Québec veut investir dans les entreprises québécoises et prendre des intérêts dans certaines d’entre elles, comme le détaillant de chaussures Aldo, afin d’assurer la relance de l’économie.

Philippe Teisceira-Lessard Philippe Teisceira-Lessard
La Presse

C’est le plan exposé par le ministre de l’Économie Pierre Fitzgibbon dans une entrevue accordée à l’agence financière Bloomberg et qui fait l’objet d’un article paru mercredi. Bloomberg est une référence pour les milieux d’affaires à l’échelle internationale.

« Partout dans le monde, les gouvernements seront de façon générale plus interventionnistes dans l’économie, en raison du besoin de nouveaux capitaux », a-t-il dit. « Dans certains cas, nous devrons acquérir des parts d’entreprises. »

Québec pourrait par exemple prendre une participation dans le groupe Aldo, qui s’est placé à l’abri de ses créanciers, ce printemps, en raison de l’impact de la pandémie.

M. Fitzgibbon a indiqué que l’État québécois avait récemment acquis des parts dans certaines entreprises, mais a refusé de les nommer, soulignant qu’il y restait minoritaire. « Avec un peu de chance, nous pourrons être remplacés par d’autres investisseurs », a-t-il ajouté.

Bloomberg met largement de l’avant le fait que le Québec a été très durement touché par la pandémie, davantage que « 43 États américains », en nombre de morts.

Aide à Aldo

Selon M. Fitzgibbon, le scénario d’un retour au confinement général est peu probable. « Peut-être que je suis naïf ou trop optimiste, mais on peut croire qu’en cas de deuxième vague, nous pourrions permettre aux gens de continuer à travailler », a-t-il dit.

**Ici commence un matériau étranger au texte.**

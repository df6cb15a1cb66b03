use std::time::Duration;
use tokio::sync::watch;
use tokio::time::sleep;
use tracing::{debug, info, warn};

use super::incident::Incident;
use super::sink::{ConsoleSink, IncidentSink, LogFileSink};
use crate::sampling::{Sample, SampleReceiver};
use crate::settings::MonitorSettings;

/// Counts for one or more evaluation passes
#[derive(Debug, Default, Clone, Copy, PartialEq, Eq)]
pub struct EvaluationReport {
    /// Samples taken off the queue
    pub processed: usize,
    /// Samples that produced an incident
    pub incidents: usize,
    /// Sink writes that failed
    pub write_failures: usize,
}

impl EvaluationReport {
    fn absorb(&mut self, other: EvaluationReport) {
        self.processed += other.processed;
        self.incidents += other.incidents;
        self.write_failures += other.write_failures;
    }
}

/// Diagnostics evaluator - drains the sample queue on a slow cadence
///
/// Healthy samples are dropped without any I/O. Anomalous ones become
/// incidents written to every sink in order. A failing sink is reported and
/// skipped; it never stops the loop.
pub struct DiagnosticsEvaluator {
    queue: SampleReceiver,
    sinks: Vec<Box<dyn IncidentSink>>,
    host: String,
    threshold: Duration,
    period: Duration,
}

impl DiagnosticsEvaluator {
    /// Create an evaluator with no sinks
    pub fn new(queue: SampleReceiver, host: String, threshold: Duration, period: Duration) -> Self {
        Self { queue, sinks: Vec::new(), host, threshold, period }
    }

    /// Create an evaluator writing to the configured log file and, if
    /// enabled, the console
    pub fn from_settings(queue: SampleReceiver, settings: &MonitorSettings) -> Self {
        let evaluator = Self::new(
            queue,
            settings.external_host.clone(),
            settings.latency_threshold,
            settings.evaluation_period(),
        )
        .with_sink(LogFileSink::new(settings.log_path.clone()));

        if settings.echo_to_console { evaluator.with_sink(ConsoleSink) } else { evaluator }
    }

    pub fn with_sink(mut self, sink: impl IncidentSink + 'static) -> Self {
        self.sinks.push(Box::new(sink));
        self
    }

    /// Drain whatever is queued right now and evaluate it
    ///
    /// Returns the report and whether the queue has closed.
    pub async fn evaluate_pending(&mut self) -> (EvaluationReport, bool) {
        let drain = self.queue.drain();
        let mut report = EvaluationReport::default();
        for sample in &drain.samples {
            report.absorb(self.evaluate(sample).await);
        }
        (report, drain.closed)
    }

    async fn evaluate(&self, sample: &Sample) -> EvaluationReport {
        let mut report = EvaluationReport { processed: 1, ..Default::default() };
        let Some(incident) = Incident::from_sample(sample, &self.host, self.threshold) else {
            return report;
        };

        report.incidents = 1;
        for sink in &self.sinks {
            if let Err(e) = sink.record(&incident).await {
                report.write_failures += 1;
                warn!(sink = sink.name(), "Failed to record incident: {}", e);
            }
        }
        report
    }

    /// Evaluate every cycle until `shutdown` changes or the queue closes
    ///
    /// After shutdown is requested the evaluator keeps consuming until the
    /// producer is gone, so samples already taken are not lost.
    pub async fn run(mut self, mut shutdown: watch::Receiver<bool>) -> EvaluationReport {
        info!(
            period_ms = self.period.as_millis() as u64,
            sinks = self.sinks.len(),
            "evaluation started"
        );

        let mut totals = EvaluationReport::default();
        loop {
            let (report, closed) = self.evaluate_pending().await;
            if report.processed > 0 {
                debug!(
                    processed = report.processed,
                    incidents = report.incidents,
                    write_failures = report.write_failures,
                    "evaluation cycle complete"
                );
            }
            totals.absorb(report);

            if closed {
                break;
            }

            tokio::select! {
                _ = sleep(self.period) => {}
                _ = shutdown.changed() => {
                    while let Some(sample) = self.queue.recv().await {
                        totals.absorb(self.evaluate(&sample).await);
                    }
                    break;
                }
            }
        }

        info!(
            processed = totals.processed,
            incidents = totals.incidents,
            write_failures = totals.write_failures,
            "evaluation stopped"
        );
        totals
    }
}
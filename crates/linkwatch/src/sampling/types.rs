use chrono::{DateTime, Utc};

use crate::probe::ProbeOutcome;

/// One joined pair of external and gateway outcomes from the same tick
///
/// Built only once both probes have resolved and never modified afterwards.
#[derive(Debug, Clone, PartialEq, Eq)]
pub struct Sample {
    started_at: DateTime<Utc>,
    external: ProbeOutcome,
    gateway: ProbeOutcome,
}

impl Sample {
    pub fn new(started_at: DateTime<Utc>, external: ProbeOutcome, gateway: ProbeOutcome) -> Self {
        Self { started_at, external, gateway }
    }

    /// UTC instant taken before either probe was issued
    pub fn started_at(&self) -> DateTime<Utc> {
        self.started_at
    }

    pub fn external(&self) -> &ProbeOutcome {
        &self.external
    }

    pub fn gateway(&self) -> &ProbeOutcome {
        &self.gateway
    }
}
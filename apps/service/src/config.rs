use std::net::IpAddr;
use std::time::Duration;
use std::{env, fmt, fs, io, path};

use linkwatch::MonitorSettings;
use linkwatch::settings::{
    DEFAULT_EVALUATION_MULTIPLIER, DEFAULT_EXTERNAL_HOST, DEFAULT_LATENCY_THRESHOLD,
    DEFAULT_LOG_PATH, DEFAULT_PAYLOAD_SIZE, DEFAULT_PROBE_TIMEOUT, DEFAULT_SAMPLING_PERIOD,
};
use linkwatch::SettingsError;
use serde::{Deserialize, Serialize};
use thiserror::Error;

#[derive(Debug, Error)]
pub enum Error {
    #[error("failed to read config {}: {source}", .path.display())]
    ReadFailed { path: path::PathBuf, source: io::Error },
    #[error("failed to write config {}: {source}", .path.display())]
    WriteFailed { path: path::PathBuf, source: io::Error },
    #[error("failed to parse config {}: {source}", .path.display())]
    ParseFailed { path: path::PathBuf, source: toml::de::Error },
    #[error("failed to serialize config: {0}")]
    SerializeFailed(#[from] toml::ser::Error),
    #[error("no config path available: set XDG_CONFIG_HOME or HOME, or pass --config")]
    ConfigPathUnavailable,
    #[error("invalid configuration: {0}")]
    Invalid(#[from] SettingsError),
}

#[derive(Debug, Clone, Default, PartialEq, Eq, Serialize, Deserialize)]
#[serde(default)]
pub struct Config {
    pub target: Target,
    pub probe: Probe,
    pub sampling: Sampling,
    pub output: Output,
}

#[derive(Debug, Clone, PartialEq, Eq, Serialize, Deserialize)]
#[serde(default)]
pub struct Target {
    /// Host probed on the external path
    pub host: String,
    /// Skip the routing table lookup and probe this gateway
    #[serde(skip_serializing_if = "Option::is_none")]
    pub gateway: Option<IpAddr>,
}

#[derive(Debug, Clone, PartialEq, Eq, Serialize, Deserialize)]
#[serde(default)]
pub struct Probe {
    pub timeout_ms: u64,
    pub payload_size: usize,
    pub dont_fragment: bool,
}

#[derive(Debug, Clone, PartialEq, Eq, Serialize, Deserialize)]
#[serde(default)]
pub struct Sampling {
    pub interval_ms: u64,
    pub latency_threshold_ms: u64,
    /// Evaluator cycle as a multiple of `interval_ms`
    pub evaluation_multiplier: u32,
}

#[derive(Debug, Clone, PartialEq, Eq, Serialize, Deserialize)]
#[serde(default)]
pub struct Output {
    pub log_path: path::PathBuf,
    pub echo_to_console: bool,
}

impl Default for Target {
    fn default() -> Self {
        Self { host: DEFAULT_EXTERNAL_HOST.into(), gateway: None }
    }
}

impl Default for Probe {
    fn default() -> Self {
        Self {
            timeout_ms: millis(DEFAULT_PROBE_TIMEOUT),
            payload_size: DEFAULT_PAYLOAD_SIZE,
            dont_fragment: true,
        }
    }
}

impl Default for Sampling {
    fn default() -> Self {
        Self {
            interval_ms: millis(DEFAULT_SAMPLING_PERIOD),
            latency_threshold_ms: millis(DEFAULT_LATENCY_THRESHOLD),
            evaluation_multiplier: DEFAULT_EVALUATION_MULTIPLIER,
        }
    }
}

impl Default for Output {
    fn default() -> Self {
        Self { log_path: DEFAULT_LOG_PATH.into(), echo_to_console: true }
    }
}

fn millis(duration: Duration) -> u64 {
    u64::try_from(duration.as_millis()).unwrap_or(u64::MAX)
}

/// Used to ensure we are actually reading a toml file
fn normalize_toml_path(path: &path::Path) -> path::PathBuf {
    let mut path = path.to_path_buf();
    if path.extension().map(|ext| ext != "toml").unwrap_or(true) {
        path.set_extension("toml");
    }
    path
}

/// Get default config path ($XDG_CONFIG_HOME/linkwatch/config.toml or
/// $HOME/.config/...)
fn default_config_path() -> Result<path::PathBuf, Error> {
    let path = if let Ok(config_home) = env::var("XDG_CONFIG_HOME") {
        path::PathBuf::from(config_home)
    } else if let Some(home_dir) = env::home_dir() {
        home_dir.join(".config")
    } else {
        return Err(Error::ConfigPathUnavailable);
    };

    Ok(path.join("linkwatch/config.toml"))
}

impl fmt::Display for Config {
    fn fmt(&self, f: &mut fmt::Formatter<'_>) -> fmt::Result {
        let write_indented = |level: usize| {
            move |f: &mut fmt::Formatter<'_>, label: &str, value: &dyn fmt::Display| {
                writeln!(f, "  {:indent$}{}: {}", "", label, value, indent = level * 2)
            }
        };
        let write_title_indented = |level: usize| {
            move |f: &mut fmt::Formatter<'_>, label: &str| {
                writeln!(f, "{:indent$}{}", "", label, indent = level * 2)
            }
        };

        let write_title_1 = write_title_indented(1);
        let write_1 = write_indented(1);

        writeln!(f, "Current Monitor Configuration:")?;
        write_title_1(f, "Target")?;
        write_1(f, "Host", &self.target.host)?;
        match &self.target.gateway {
            Some(gateway) => write_1(f, "Gateway", gateway)?,
            None => write_1(f, "Gateway", &"(routing table)")?,
        }
        write_title_1(f, "Probe")?;
        write_1(f, "Timeout (ms)", &self.probe.timeout_ms)?;
        write_1(f, "Payload (bytes)", &self.probe.payload_size)?;
        write_1(f, "Don't Fragment", &self.probe.dont_fragment)?;
        write_title_1(f, "Sampling")?;
        write_1(f, "Interval (ms)", &self.sampling.interval_ms)?;
        write_1(f, "Latency Threshold (ms)", &self.sampling.latency_threshold_ms)?;
        write_1(f, "Evaluation Multiplier", &self.sampling.evaluation_multiplier)?;
        write_title_1(f, "Output")?;
        write_1(f, "Log Path", &self.output.log_path.display())?;
        write_1(f, "Echo To Console", &self.output.echo_to_console)?;

        Ok(())
    }
}

impl Config {
    /// Generate Config structure from file
    ///
    /// Creates a default config in ~/.config/linkwatch/config.toml
    ///  or the specified path, with the name config.toml if one does not exist
    ///
    /// ```rust,ignore
    /// let cfg = config::Config::from_config(None::<&path::Path>)?;
    /// println!("{}", cfg);
    /// ```
    pub fn from_config(optional_path: Option<impl AsRef<path::Path>>) -> Result<Self, Error> {
        let config_path: path::PathBuf = if let Some(path) = optional_path {
            normalize_toml_path(path.as_ref())
        } else {
            default_config_path()?
        };

        if config_path.exists() {
            let raw_string = fs::read_to_string(&config_path)
                .map_err(|source| Error::ReadFailed { path: config_path.clone(), source })?;
            toml::from_str(raw_string.as_str())
                .map_err(|source| Error::ParseFailed { path: config_path, source })
        } else {
            let config = Self::default();
            config.write_config(&config_path)?;
            Ok(config)
        }
    }

    /// Serialize and write a config to a file
    pub fn write_config(&self, path: &path::Path) -> Result<(), Error> {
        let config_str: String = toml::to_string_pretty(self)?;
        let write_failed = |source| Error::WriteFailed { path: path.to_path_buf(), source };

        if let Some(parent) = path.parent() {
            fs::create_dir_all(parent).map_err(write_failed)?;
        }

        fs::write(path, config_str).map_err(write_failed)
    }

    /// Convert into validated monitor settings
    pub fn to_settings(&self) -> Result<MonitorSettings, Error> {
        let settings = MonitorSettings {
            external_host: self.target.host.clone(),
            probe_timeout: Duration::from_millis(self.probe.timeout_ms),
            payload_size: self.probe.payload_size,
            dont_fragment: self.probe.dont_fragment,
            sampling_period: Duration::from_millis(self.sampling.interval_ms),
            latency_threshold: Duration::from_millis(self.sampling.latency_threshold_ms),
            evaluation_multiplier: self.sampling.evaluation_multiplier,
            log_path: self.output.log_path.clone(),
            echo_to_console: self.output.echo_to_console,
        };
        settings.validate()?;
        Ok(settings)
    }
}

Lundi, la même agence de presse avait publié d’autres extraits de l’entrevue, dans lesquels le ministre Fitzgibbon confirmait que le gouvernement donnerait un coup de pouce à Aldo, éventuellement en achetant des parts de la compagnie.

« Nous sommes, à travers Investissement Québec, en lien avec eux afin de déterminer la structure à adopter pour le futur », a-t-il dit. « Nous les aiderons. […] Ça pourrait être par une prise de participation. »

L’entreprise « négocie avec ses locateurs partout sur la planète et va fermer des magasins », a-t-il assuré. « C’est bien pour eux de passer à travers une étape de nettoyage. »

Pierre Fitzgibbon tient à la survie de l’entreprise, qui traîne une dette qui dépasse le demi-milliard de dollars. « Ils ont leurs installations de conception et de distribution au Québec. Ils sont en transition vers le monde virtuel », a dit le ministre. Pour lui, il s’agit d’un actif important pour l’économie de la province « d’un point de vue de l’innovation, d’un point de vue de rayonnement international de la marque ».